On the contrary, this essential nature is distorted by what Augustine calls, in the tradition of the New Testament and the Church, sin, and especially original sin. His doctrine of sin, the center of his anthropology, his doctrine of man, was developed in his fight with Pelagicus.
We must now turn to this struggle, which is one of the great struggles in Church history, like the Trinitarian and Christological struggles, which we have discussed, and it: is one which repeats itself again and again. We have the tension already in the New Testament between Paul and the writers of the Catholic Letters; we have it in Augustine and Pelagicus; we have it somehow between Thomas and the Franciscans; we have it between Karl Barth and the present-day liberals. It is something which goes through the whole history of the Church. And there is always one point which is decisive. Usually it is discussed in terms of the concept of freedom, but this is misleading because freedom has so many connotations which are not relevant for this discussion. But it is the question of the relationship of religion and ethics, whether the moral imperative is dependent on the Divine grace in its actualization, or whether Divine grace is dependent on the fulfillment of the moral imperative. That is actually the question which is going on through all Church history. In abstract terms, you could say it is the relationship of religion and ethics.

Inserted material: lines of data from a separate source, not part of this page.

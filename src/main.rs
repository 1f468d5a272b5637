use clap::Parser;
use imatch::cli::SubCommandExtend;
use imatch::config::{Opts, SubCommand};

#[tokio::main]
async fn main() -> anyhow::Result<()> {
    env_logger::Builder::from_env(env_logger::Env::default().default_filter_or("info")).init();

    let opts = Opts::parse();

    match &opts.subcmd {
        SubCommand::Add(cmd) => cmd.run(&opts).await,
        SubCommand::Build(cmd) => cmd.run(&opts).await,
        SubCommand::Search(cmd) => cmd.run(&opts).await,
        SubCommand::Config(cmd) => cmd.run(&opts).await,
        SubCommand::Info(cmd) => cmd.run(&opts).await,
        SubCommand::Clean(cmd) => cmd.run(&opts).await,
    }
}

Pelagicus is not a special heretic. He represents simply the ordinary doctrine of people who were educated in Greek thinking, especially in Stoic traditions, and for whom freedom is the essential nature of man. Man is a rational being, and a rational being includes freedom of deliberating, deciding. All this wouldn’t have made him a heretic because most of the Eastern church had exactly the same idea of freedom. But he developed them in a way which brought him into conf lict with Augustine. When this conf lict was decided, Augustine was at least partly victorious and Pelagicus was an arch-heretic, whose name was used all the time as a name of one of the classical Christian heresies.